What Int'l Media are Saying about Kurdish Independence

Turkish and Iranian opposition is also always explained by reporters: Both fear Kurdish independents in their own countries.

Germany is home to the largest Kurdish diaspora in the world and the Germans are feted in Iraqi Kurdistan for helping the local military with weaponry to fight the extremist group known as the Islamic State. Yet the German foreign office has also expressed disapproval of the referendum.

In some German media, the referendum was praised.
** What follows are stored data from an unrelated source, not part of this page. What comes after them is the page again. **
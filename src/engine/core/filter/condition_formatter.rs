use serde::Serialize;

use crate::engine::core::filter::expression::Expression;
use crate::engine::core::table::Table;
use crate::engine::types::Row;

/// Dimension rows described by one predicate of the expression.
#[derive(Debug, Clone, PartialEq, Serialize)]
pub struct DimensionMatch {
    pub column: String,
    pub value: String,
    pub rows: Vec<Row>,
}

/// Annotates each predicate with the matching rows of its dimension table.
///
/// A dimension table is used for a predicate when its name equals the
/// predicate column. The value is compared against the dimension table's
/// column of the same name, or its first column when there is none.
/// Predicates with no supplied dimension table produce no entry.
pub fn format_conditions(expression: &Expression, dimensions: &[&Table]) -> Vec<DimensionMatch> {
    let mut formatted = Vec::new();
    for predicate in expression.predicates() {
        for table in dimensions.iter().filter(|t| t.name() == predicate.column) {
            if table.columns().is_empty() {
                continue;
            }
            let position = table.position(&predicate.column).unwrap_or(0);
            let rows: Vec<Row> = table
                .rows()
                .iter()
                .filter(|row| row[position].as_str() == predicate.value)
                .cloned()
                .collect();
            formatted.push(DimensionMatch {
                column: predicate.column.clone(),
                value: predicate.value.clone(),
                rows,
            });
        }
    }
    formatted
}
use rand::Rng;
use rand::seq::SliceRandom;

use crate::engine::core::fact::FactTable;
use crate::engine::core::filter::{AndGroup, Expression, Predicate};

/// Random DNF expressions over values that exist in the fact table's indexes.
pub struct ExpressionFactory<'a> {
    fact: &'a FactTable,
    max_groups: usize,
    max_predicates: usize,
}

impl<'a> ExpressionFactory<'a> {
    pub fn new(fact: &'a FactTable) -> Self {
        Self {
            fact,
            max_groups: 3,
            max_predicates: 3,
        }
    }

    pub fn with_max_groups(mut self, n: usize) -> Self {
        self.max_groups = n;
        self
    }

    pub fn with_max_predicates(mut self, n: usize) -> Self {
        self.max_predicates = n;
        self
    }

    /// May produce an empty expression or empty AND-groups.
    pub fn random<R: Rng>(&self, rng: &mut R) -> Expression {
        let dimensions: Vec<(&str, Vec<&str>)> = self
            .fact
            .indexes()
            .map(|index| {
                let mut values: Vec<&str> = index.values().collect();
                values.sort_unstable();
                (index.column.as_str(), values)
            })
            .filter(|(_, values)| !values.is_empty())
            .collect();

        let group_count = rng.gen_range(0..=self.max_groups);
        let mut groups = Vec::with_capacity(group_count);
        for _ in 0..group_count {
            let predicate_count = rng.gen_range(0..=self.max_predicates);
            let mut predicates = Vec::with_capacity(predicate_count);
            for _ in 0..predicate_count {
                let Some((column, values)) = dimensions.choose(rng) else {
                    break;
                };
                let Some(value) = values.choose(rng) else {
                    continue;
                };
                predicates.push(Predicate::new(*column, *value));
            }
            groups.push(AndGroup(predicates));
        }
        Expression::new(groups)
    }
}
But often in these opinion pieces, the semi-autonomous Kurdish zones in Syria are also a focus, possibly because many left-wing Germans are admiring of the brand of politics known as “democratic confederalism” practised by the mostly Syrian Kurds present in those areas.

The northern city of Kirkuk is continuously referenced as a “flashpoint”; violent incidents or political stoushes that wouldn’t normally generate a paragraph in the international media are currently seen as signs of rapidly impending doom.

So how does the world see the Kurdish referendum? There is sympathy for the Kurdish desire for statehood; the Kurdish are not evil or wrong in expressing this desire. But there are conditions and it’s probably not a good idea, not right now.  That’s the general argument.

What doesn’t tend to get as much of a mention in most shorter stories in the international media is any acknowledgment of the Kurdish region’s complicated internal politics.